Methods: We used an existing data base compiled on 1270 women (43% black, 42% white and 15% Hispanic) recruited from 15 sites across the U.S. All women were > 21 years of age and 4 – 6 months post-MI hospitalization. Initial data were collected using the McSweeney Acute and Prodromal Myocardial Infarction Survey that contains 33 prodromal and 37 acute symptom questions and descriptors, plus risk factors/comorbidities. We used cluster analysis to group women into similar, naturally occurring configurations of prodromal symptom and acute symptom scores. We evaluated several clustering algorithms, adopting the most meaningful separation of clusters. Using bivariate analyses, we linked patient characteristics and comorbidities to symptom score configurations by examining the association between clusters and each characteristic and risk factor/comorbidity separately and then by examining the association between clusters and characteristics/risk factors combined using multinomial logistic regression.

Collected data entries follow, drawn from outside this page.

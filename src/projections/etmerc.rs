//!
//! Extended Transverse Mercator, Knud Poder/Karsten Engsager algorithm.
//!
//! "Exact" in comparison to the Evenden/Snyder algorithm (tmerc):
//! slightly slower but accurate to the millimetre world wide, which is
//! what the UTM series needs. Note that etmerc has no spherical branch.
//!
//! Reference: <https://proj.org/operations/projections/tmerc.html>
//!
//! etmerc: "Extended Transverse Mercator" Cyl, Ell
//! utm: "Universal Transverse Mercator (UTM)" zone= south
//!
#![allow(non_snake_case)]

// Projection stub
super::projection! { etmerc, utm }

use crate::errors::{Error, Result};
use crate::math::{adjlon, asinh, consts::PI};
use crate::parameters::ParamList;
use crate::proj::ProjData;

const ETMERC_ORDER: usize = 6;

type Coeffs = [f64; ETMERC_ORDER];

// Boundary of the domain, 150 degrees from the central meridian
// expressed on the normalized easting axis
const DOMAIN_LIMIT: f64 = 2.623395162778;

#[inline]
fn gatg(c: &Coeffs, B: f64) -> f64 {
    let mut h2 = 0.;
    let cos_2B = 2. * (2. * B).cos();
    let h = c
        .iter()
        .copied()
        .reduce(|h1, p| {
            let h = -h2 + cos_2B * h1 + p;
            h2 = h1;
            h
        })
        .unwrap_or(0.);
    B + h * (2. * B).sin()
}

// Complex Clenshaw summation
#[inline]
fn clens_cplx(a: &Coeffs, arg_r: f64, arg_i: f64) -> (f64, f64) {
    let (sin_arg_r, cos_arg_r) = arg_r.sin_cos();
    let sinh_arg_i = arg_i.sinh();
    let cosh_arg_i = arg_i.cosh();

    let mut r = 2. * cos_arg_r * cosh_arg_i;
    let mut i = -2. * sin_arg_r * sinh_arg_i;

    let (mut hi1, mut hi2) = (0., 0.);
    let (mut hr1, mut hr2) = (0., 0.);

    let mut hi = 0.;
    let hr = a
        .iter()
        .copied()
        .reduce(|hr, p| {
            hr2 = hr1;
            hi2 = hi1;
            hr1 = hr;
            hi1 = hi;
            hi = -hi2 + i * hr1 + r * hi1;
            -hr2 + r * hr1 - i * hi1 + p
        })
        .unwrap_or(0.);

    r = sin_arg_r * cosh_arg_i;
    i = cos_arg_r * sinh_arg_i;
    (
        r * hr - i * hi, // R
        r * hi + i * hr, // I
    )
}

// Real Clenshaw summation
#[inline]
fn clens(a: &Coeffs, arg_r: f64) -> f64 {
    let cos_arg_r = arg_r.cos();
    let r = 2. * cos_arg_r;

    let (mut hr1, mut hr2) = (0., 0.);
    let hr = a
        .iter()
        .copied()
        .reduce(|hr, p| {
            hr2 = hr1;
            hr1 = hr;
            -hr2 + r * hr1 + p
        })
        .unwrap_or(0.);
    arg_r.sin() * hr
}

#[derive(Debug, Clone)]
pub(crate) struct Projection {
    Qn: f64,     // Merid. quad., scaled to the projection
    Zb: f64,     // Radius vector in polar coord. systems
    cgb: Coeffs, // Constants for Gauss -> Geo lat
    cbg: Coeffs, // Constants for Geo lat -> Gauss
    utg: Coeffs, // Constants for transv. merc. -> geo
    gtu: Coeffs, // Constants for geo -> transv. merc.
}

#[rustfmt::skip]
impl Projection {
    pub fn etmerc(p: &mut ProjData, _params: &ParamList) -> Result<Self> {

        let f = p.ellps.f;

        if f == 0. {
            return Err(Error::EllipsoidRequired)
        }

        // third flattening
        let n = f / (2. - f);

        // COEF. OF TRIG SERIES GEO <-> GAUSS
        // cgb := Gaussian -> Geodetic, KW p190 - 191 (61) - (62)
        // cbg := Geodetic -> Gaussian, KW p186 - 187 (51) - (52)
        // ETMERC_ORDER = 6th degree: Engsager and Poder: ICC2007
        let n2 = n*n;

        let mut cgb: Coeffs = [
            n * ( 2. + n*(-2./3.0 + n*(-2. + n*(116./45.0 + n*(26./45.0 + n*(-2854./675.0 )))))),
            n2 * (7./3.0 + n*(-8./5.0 + n*(-227./45.0 + n*(2704./315.0 + n*(2323./945.0))))),
            n2 * n * (56./15.0 + n*(-136./35.0 + n*(-1262./105.0 + n*(73814./2835.0)))),
            n2 * n2 * (4279./630.0 + n*(-332./35.0 + n*(-399572./14175.0))),
            n2 * n2 * n * (4174./315.0 + n*(-144838./6237.0)),
            n2 * n2 * n2 * (601676./22275.0),
        ];

        let mut cbg: Coeffs = [
            n * (-2. + n*( 2./3.0 + n*( 4./3.0  + n*(-82./45.0 + n*(32./45.0 + n*(4642./4725.0)))))),
            n2 * (5./3.0 + n*(-16./15.0 + n*(-13./9.0  + n*(904./315.0 + n*(-1522./945.0))))),
            n2 * n * (-26./15.0 + n*(34./21.0 + n*(8./5.0 + n*(-12686./2835.0)))),
            n2 * n2 * (1237./630.0 + n*(-12./5.0 + n*(-24832./14175.0))),
            n2 * n2 * n * (-734./315.0 + n*(109598./31185.0)),
            n2 * n2 * n2 * (444337./155925.0),
        ];

        // Coefficients are used backward so reverse them now
        cgb.reverse();
        cbg.reverse();

        // Constants of the projections
        // Norm. mer. quad, K&W p.50 (96), p.19 (38b), p.5 (2)
        let Qn = p.k0/(1. + n) * (1. + n2*(1./4.0 + n2*(1./64.0 + n2/256.0)));

        // coef of trig series
        // utg := ell. N, E -> sph. N, E,  KW p194 (65)
        // gtu := sph. N, E -> ell. N, E,  KW p196 (69)
        let mut utg: Coeffs = [
            n * (-0.5  + n*(2./3.0 + n*(-37./96.0 + n*(1./360.0 + n*(81./512.0 + n*(-96199./604800.0)))))),
            n2 * (-1./48.0 + n*(-1./15.0 + n*(437./1440.0 + n*(-46./105.0 + n*(1118711./3870720.0))))),
            n2 * n *(-17./480.0 + n*( 37./840.0 + n*(209./4480.0 + n*(-5569./90720.0)))),
            n2 * n2 *(-4397./161280.0 + n*(11./504.0 + n*( 830251./7257600.0))),
            n2 * n2 * n * (-4583./161280.0 + n*(108847./3991680.0)),
            n2 * n2 *n2 *(-20648693./638668800.0),
        ];

        let mut gtu: Coeffs = [
            n *( 0.5 + n*(-2./3.0 + n*(5./16.0 + n*(41./180.0 + n*(-127./288.0 + n*(7891./37800.0)))))),
            n2 * (13./48.0 + n*(-3./5.0 + n*(557./1440.0 + n*(281./630.0 + n*(-1983433./1935360.0))))),
            n2 * n * (61./240.0 + n*(-103./140.0 + n*(15061./26880.0 + n*(167603./181440.0)))),
            n2 * n2 * (49561./161280.0 + n*(-179./168.0 + n*(6601661./7257600.0))),
            n2 * n2 * n * (34729./80640.0 + n*(-3418889./1995840.0)),
            n2 * n2 * n2 * (212378941./319334400.0),
        ];

        // Coefficients are used backward so reverse them now
        utg.reverse();
        gtu.reverse();

        // Gaussian latitude value of the origin latitude
        let z = gatg(&cbg, p.phi0);

        // Origin northing minus true northing at the origin latitude
        // i.e. true northing = N - Zb
        let Zb  = - Qn *(z + clens(&gtu, 2.*z));

        Ok(Self {
            Qn,
            Zb,
            cgb,
            cbg,
            utg,
            gtu,
        })
    }

    pub fn forward(&self, lam: f64, phi: f64, z: f64) -> Result<(f64, f64, f64)> {

        let (mut Cn, mut Ce) = (phi, lam);

        // ell. LAT, LNG -> Gaussian LAT, LNG
        Cn = gatg(&self.cbg, Cn);

        // Gaussian LAT, LNG -> compl. sph. LAT
        let (sin_Cn, cos_Cn) = Cn.sin_cos();
        let (sin_Ce, cos_Ce) = Ce.sin_cos();

        Cn = sin_Cn.atan2(cos_Ce*cos_Cn);
        Ce = (sin_Ce*cos_Cn).atan2(sin_Cn.hypot(cos_Cn*cos_Ce));

        // compl. sph. N, E -> ell. norm. N, E
        Ce  = asinh(Ce.tan());
        let (dCn, dCe) = clens_cplx(&self.gtu, 2.*Cn, 2.*Ce);
        Cn += dCn;
        Ce += dCe;

        if Ce.abs() <= DOMAIN_LIMIT {
            Ok((
                self.Qn * Ce,            // Easting
                self.Qn * Cn + self.Zb,  // Northing
                z,
            ))
        } else {
            Err(Error::CoordTransOutsideProjectionDomain)
        }
    }

    pub fn inverse(&self, x: f64, y: f64, z: f64) -> Result<(f64, f64, f64)> {
        let (mut Cn, mut Ce) = (y, x);

        // normalize N, E
        Cn = (Cn - self.Zb)/self.Qn;
        Ce /= self.Qn;

        if Ce.abs() <= DOMAIN_LIMIT {
            // norm. N, E -> compl. sph. LAT, LNG
            let (dCn, dCe) = clens_cplx(&self.utg, 2.*Cn, 2.*Ce);
            Cn += dCn;
            Ce += dCe;
            Ce = Ce.sinh().atan();
            // compl. sph. LAT -> Gaussian LAT, LNG
            let (sin_Cn, cos_Cn) = Cn.sin_cos();
            let (sin_Ce, cos_Ce) = Ce.sin_cos();

            Ce = sin_Ce.atan2(cos_Ce*cos_Cn);
            Cn = (sin_Cn*cos_Ce).atan2(sin_Ce.hypot(cos_Ce*cos_Cn));
            // Gaussian LAT, LNG -> ell. LAT, LNG
            Ok((
                Ce,
                gatg(&self.cgb, Cn),
                z,
            ))
        } else {
            Err(Error::InverseProjectionFailure)
        }
    }

    pub const fn has_inverse() -> bool {
        true
    }

    pub const fn has_forward() -> bool {
        true
    }

    //-------------------
    // UTM
    //------------------
    pub fn utm(p: &mut ProjData, params: &ParamList) -> Result<Self> {
        if p.ellps.is_sphere() {
            return Err(Error::EllipsoidRequired);
        }

        p.x0 = 500_000.;
        p.y0 = if params.check_option("south")? {
            10_000_000.
        } else {
            0.
        };

        // Zero based zone index
        let zone = match params.try_value::<i32>("zone")? {
            Some(zone) if (1..=60).contains(&zone) => (zone - 1) as f64,
            Some(_) => return Err(Error::InvalidUtmZone),
            // nearest central meridian input
            None => ((adjlon(p.lam0) + PI) * 30. / PI).floor().clamp(0., 59.),
        };

        p.lam0 = (zone + 0.5) * PI / 30. - PI;
        p.k0 = 0.9996;
        p.phi0 = 0.;

        Self::etmerc(p, params)
    }
}

#[cfg(test)]
mod tests {
    use crate::math::consts::EPS_10;
    use crate::proj::Proj;
    use crate::tests::utils::{test_proj_forward, test_proj_inverse};

    #[test]
    fn proj_etmerc() {
        let p = Proj::from_proj_string("+proj=etmerc +ellps=GRS80").unwrap();

        let inputs = [
            ((2., 1., 0.), (222650.79679758527, 110642.22941193319, 0.)),
            ((2., -1., 0.), (222650.79679758527, -110642.22941193319, 0.)),
            ((-2., 1., 0.), (-222650.79679758527, 110642.22941193319, 0.)),
            (
                (-2., -1., 0.),
                (-222650.79679758527, -110642.22941193319, 0.),
            ),
        ];

        test_proj_forward(&p, &inputs, EPS_10);
        test_proj_inverse(&p, &inputs, EPS_10);
    }

    #[test]
    fn proj_etmerc_utm() {
        let p = Proj::from_proj_string("+proj=utm +ellps=GRS80 +zone=30").unwrap();

        let inputs = [
            ((2., 1., 0.), (1057002.4054912976, 110955.14117594929, 0.)),
            ((2., -1., 0.), (1057002.4054912976, -110955.1411759492, 0.)),
            ((-2., 1., 0.), (611263.8122789060, 110547.10569680421, 0.)),
            ((-2., -1., 0.), (611263.8122789060, -110547.10569680421, 0.)),
        ];

        test_proj_forward(&p, &inputs, EPS_10);
        test_proj_inverse(&p, &inputs, EPS_10);
    }

    #[test]
    fn proj_utm_invalid_zone() {
        assert!(Proj::from_proj_string("+proj=utm +ellps=GRS80 +zone=61").is_err());
        assert!(Proj::from_proj_string("+proj=utm +ellps=GRS80 +zone=0").is_err());
    }

    #[test]
    fn proj_utm_south() {
        let p = Proj::from_proj_string("+proj=utm +zone=33 +south +ellps=WGS84").unwrap();
        assert_eq!(p.y0(), 10_000_000.);
    }
}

Results: Three clusters were identified; each containing women with decreasing frequency and severity of prodromal symptoms. African-American women < 50 years were more likely to complain of frequent and intense symptoms compared to other women. Older, Caucasian women without history of diabetes or smoking were less likely to experience prodromal symptoms. Chest pain/discomfort was not identified as a primary prodromal symptom. Two clusters were identified based on acute symptoms. Cluster 1 contained women with frequent and severe symptoms including shortness of breath (91.0%) and chest pain/discomfort (76.1%). Cluster 1 women tended to be Hispanic, obese, < 50 years, and smokers. Women in cluster 2 experienced less acute symptoms; 55.2% reported chest pain/discomfort and 49.8% reported shortness of breath.
Conclusion: Developing clusters of women’s CHD and MI symptoms should provide useful information to inform clinicians, facilitate timely diagnoses and early treatment, and potentially improve CHD outcomes.